It's getting hard to keep track of which countries aren't Greece anymore.

First, Ireland wasn't Greece. Then it kind of was. Then it was Portugal's turn to not be Greece. Then it was Portugal's turn to be Greece. Next, Spain wasn't Greece. But now it might be. At the very least it's Ireland. Although Uganda looks like it's in the clear. It's not Spain, which could be Greece. That's better than Cyprus can say. They're pretty much Greece. And, of course, Greece is almost certainly Greece. That goes without saying.
Got it? 

But there's one country that definitely isn't Greece. That's the United States.

Let's step back. What makes a country "Greece"? It's become shorthand for wild government overspending -- especially on entitlements. Paul Ryan says we don't have long to avoid the same fate. Neither does the terrifyingly successful investor Michael Burry. They think that absent drastic reform -- read: cuts -- to the social safety net, we'll end up in penury like the Greeks.

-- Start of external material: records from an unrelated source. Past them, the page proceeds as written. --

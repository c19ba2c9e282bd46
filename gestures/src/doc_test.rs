#![allow(clippy::float_cmp)]

use serde_json::json;

use super::*;

fn text_element(content: &str) -> TemplateElement {
    TemplateElement {
        id: Uuid::new_v4(),
        kind: ElementKind::Text {
            content: content.into(),
            font_size: 14.0,
            align: TextAlign::Left,
            bold: false,
            italic: false,
        },
        x: 50.0,
        y: 50.0,
        width: 160.0,
        height: 24.0,
        z_index: 0,
    }
}

fn image_element() -> TemplateElement {
    TemplateElement {
        id: Uuid::new_v4(),
        kind: ElementKind::Image { src: "logo.png".into() },
        x: 0.0,
        y: 0.0,
        width: 120.0,
        height: 80.0,
        z_index: 0,
    }
}

#[test]
fn insert_assigns_increasing_z() {
    let mut store = ElementStore::new();
    let a = text_element("a");
    let b = image_element();
    store.insert(a.clone());
    store.insert(b.clone());
    assert_eq!(store.get(&a.id).unwrap().z_index, 0);
    assert_eq!(store.get(&b.id).unwrap().z_index, 1);
    let order: Vec<ElementId> = store.sorted().iter().map(|e| e.id).collect();
    assert_eq!(order, vec![a.id, b.id]);
}

#[test]
fn remove_returns_element() {
    let mut store = ElementStore::new();
    let a = text_element("a");
    store.insert(a.clone());
    assert!(store.contains(&a.id));
    assert_eq!(store.remove(&a.id).map(|e| e.id), Some(a.id));
    assert!(store.is_empty());
    assert!(store.remove(&a.id).is_none());
}

#[test]
fn snapshot_keeps_z_and_continues_above_it() {
    let mut store = ElementStore::new();
    let mut a = text_element("a");
    a.z_index = 7;
    let mut b = image_element();
    b.z_index = 3;
    store.load_snapshot(vec![a.clone(), b.clone()]);
    assert_eq!(store.len(), 2);
    let order: Vec<ElementId> = store.sorted().iter().map(|e| e.id).collect();
    assert_eq!(order, vec![b.id, a.id]);

    let c = text_element("c");
    store.insert(c.clone());
    assert_eq!(store.get(&c.id).unwrap().z_index, 8);
}

#[test]
fn element_serializes_flat_with_type_tag() {
    let el = text_element("hello");
    let value = serde_json::to_value(&el).unwrap();
    assert_eq!(value["type"], "text");
    assert_eq!(value["content"], "hello");
    assert_eq!(value["align"], "left");
    assert_eq!(value["x"], 50.0);
}

#[test]
fn element_deserializes_from_stored_json() {
    let id = Uuid::new_v4();
    let raw = json!({
        "id": id,
        "type": "image",
        "src": "data:image/png;base64,AAAA",
        "x": 10.0,
        "y": 20.0,
        "width": 100.0,
        "height": 60.0,
        "z_index": 2,
    });
    let el: TemplateElement = serde_json::from_value(raw).unwrap();
    assert_eq!(el.id, id);
    assert!(!el.is_text());
    assert_eq!(el.position(), Point::new(10.0, 20.0));
    assert_eq!(el.size(), Size::new(100.0, 60.0));
}

#[test]
fn text_without_style_flags_deserializes() {
    let raw = json!({
        "id": Uuid::new_v4(),
        "type": "text",
        "content": "old template",
        "font_size": 16.0,
        "align": "center",
        "x": 0.0,
        "y": 0.0,
        "width": 100.0,
        "height": 20.0,
        "z_index": 0,
    });
    let el: TemplateElement = serde_json::from_value(raw).unwrap();
    assert!(matches!(el.kind, ElementKind::Text { bold: false, italic: false, align: TextAlign::Center, .. }));
}

#[test]
fn preset_apply_then_detect_agrees() {
    for preset in [StylePreset::Title, StylePreset::Subtitle, StylePreset::Body, StylePreset::Small] {
        let mut kind = text_element("x").kind;
        preset.apply(&mut kind);
        assert_eq!(StylePreset::detect(&kind), Some(preset), "{preset:?}");
    }
}

#[test]
fn emphasis_keeps_size_and_sets_both_flags() {
    let mut kind = text_element("x").kind;
    StylePreset::Title.apply(&mut kind);
    StylePreset::Emphasis.apply(&mut kind);
    assert!(matches!(kind, ElementKind::Text { font_size, bold: true, italic: true, .. } if font_size == 24.0));
}

#[test]
fn preset_ignores_images() {
    let mut kind = image_element().kind;
    let before = kind.clone();
    StylePreset::Title.apply(&mut kind);
    assert_eq!(kind, before);
    assert_eq!(StylePreset::detect(&kind), None);
}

It's a scary story. But it's just a scare story. Yes, we have a long-term healthcare spending problem. But that doesn't make us Greece. Heck, Greece isn't even Greece. At least not the "Greece" that's become such a political football. The evidence -- or lack thereof -- is in the chart below. It compares each country's average social spending since 1999, via the OECD, against its current borrowing costs. See the pattern?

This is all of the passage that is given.